Daily Dispatch

Speedster kills two boys and injures one

- SIKHO NTSHOBANE sikhon@dispatch.co.za

Police are waiting to hear if the driver of a speeding car that ploughed into three young boys, killing two and seriously injuring the third, will be charged with culpable homicide or murder.

The children, aged seven to 10, were run over in New Rest village in Qokolweni near Mthatha on Wednesday.

The boys were rushed to the Nelson Mandela Academic Hospital where two, aged seven and nine, died.

Angry families want the driver jailed for life.

On Monday, police spokespers­on Captain Dineo Koena confirmed two culpable homicide cases had been opened.

The boys who died were identified as Asakhe Pelu, 9, a Grade 3 pupil at Zibuzele Senior Primary in New Rest, and Kabongwe Sonkaphu, 7, in Grade 1 at an East London school.

Kungawo Majeke, 10, in Grade 4 at Zibuzele Senior Primary, was in the high care unit with serious injuries to his face and left leg.

Kungawo had arrived home for the holidays six days earlier.

“We are still angry at the way

Asakhe died,” his grandfathe­r, Makhuntwan­a Papashile, said.

“These were young boys. They did not deserve to die this way.

“The person who did this should be locked in jail for life and not released as he is a danger to people.”

Asakhe was staying with his grandmothe­r, Nonkoliso Pelu, as his mother works in Cape Town.

Pelu said she had last spoken to Asakhe a few hours earlier before going to town.

“I didn’t know it would be the last time,” she said, her eyes welling with tears.

Asakhe had told her he had wanted to be a mayor when he grew up.

Papashile said they were poor and did not know how they were going to bury his grandson.

Recounting the incident, he said the three friends had been playing near Kabongwe’s home when the driver of an Opel Corsa hatchback overshot a bend on a dirt gravel road in the village about 300m away.

The car hit the boys, smashing them against a gate, before coming to rest at a water tank inside the yard.

Kabongwe’s grandmothe­r, NomaIndiya Gladys Sonkaphu, said what made her grandson’s death even more painful was that they had just found out that he had passed his year-end exams.

“He was going to Grade 2. “They must just lock this person up and throw away the key.

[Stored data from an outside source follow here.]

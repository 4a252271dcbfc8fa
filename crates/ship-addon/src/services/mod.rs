//! Persistence collaborators, one narrow trait per resource.
//!
//! Every method returns [`StoreResult`], so callers can tell rule violations
//! (surfaced as a 422 with the list) from storage failures.
pub mod pg;

use async_trait::async_trait;
use uuid::Uuid;
use crate::error::StoreResult;
use crate::models::{App, AppContact, AppSettings, AppVersion, AppVersionEvent, NewAppVersion, NewAppVersionEvent, Platform, PublishTask};

pub use pg::PgStore;

#[async_trait]
pub trait AppService: Send + Sync + 'static {
    async fn find_by_slug(&self, app_slug: &str) -> StoreResult<Option<App>>;
    async fn find(&self, id: Uuid) -> StoreResult<Option<App>>;
    async fn settings(&self, app_id: Uuid) -> StoreResult<Option<AppSettings>>;
}

#[async_trait]
pub trait AppVersionService: Send + Sync + 'static {
    async fn create(&self, new: &NewAppVersion) -> StoreResult<AppVersion>;
    /// Most recently created version of `platform` for the app.
    async fn latest(&self, app_id: Uuid, platform: Platform) -> StoreResult<Option<AppVersion>>;
    async fn find(&self, id: Uuid) -> StoreResult<Option<AppVersion>>;
    async fn find_by_build(&self, app_id: Uuid, build_slug: &str, platform: Platform) -> StoreResult<Option<AppVersion>>;
}

#[async_trait]
pub trait AppVersionEventService: Send + Sync + 'static {
    async fn create(&self, new: &NewAppVersionEvent) -> StoreResult<AppVersionEvent>;
    /// Events of one version, oldest first.
    async fn list_for_version(&self, app_version_id: Uuid) -> StoreResult<Vec<AppVersionEvent>>;
}

#[async_trait]
pub trait PublishTaskService: Send + Sync + 'static {
    async fn find_by_task_id(&self, task_id: &str) -> StoreResult<Option<PublishTask>>;
}

#[async_trait]
pub trait AppContactService: Send + Sync + 'static {
    async fn find_all(&self, app: &App) -> StoreResult<Vec<AppContact>>;
}

#[async_trait]
pub trait Readiness: Send + Sync + 'static {
    async fn ping(&self) -> anyhow::Result<()>;
}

These were young lives that were cut short.”

Kungawo’s grandparen­ts, Mziwonke Majeke and Patricia Jilili, said they had not come to terms with what had happened.

“We are battling to eat and sleep. It all feels like a nightmare.”

They said their grandchild had gone into surgery on Friday and was still unable to speak or eat unaided.

“He [the driver] must just rot in jail,” Majeke said.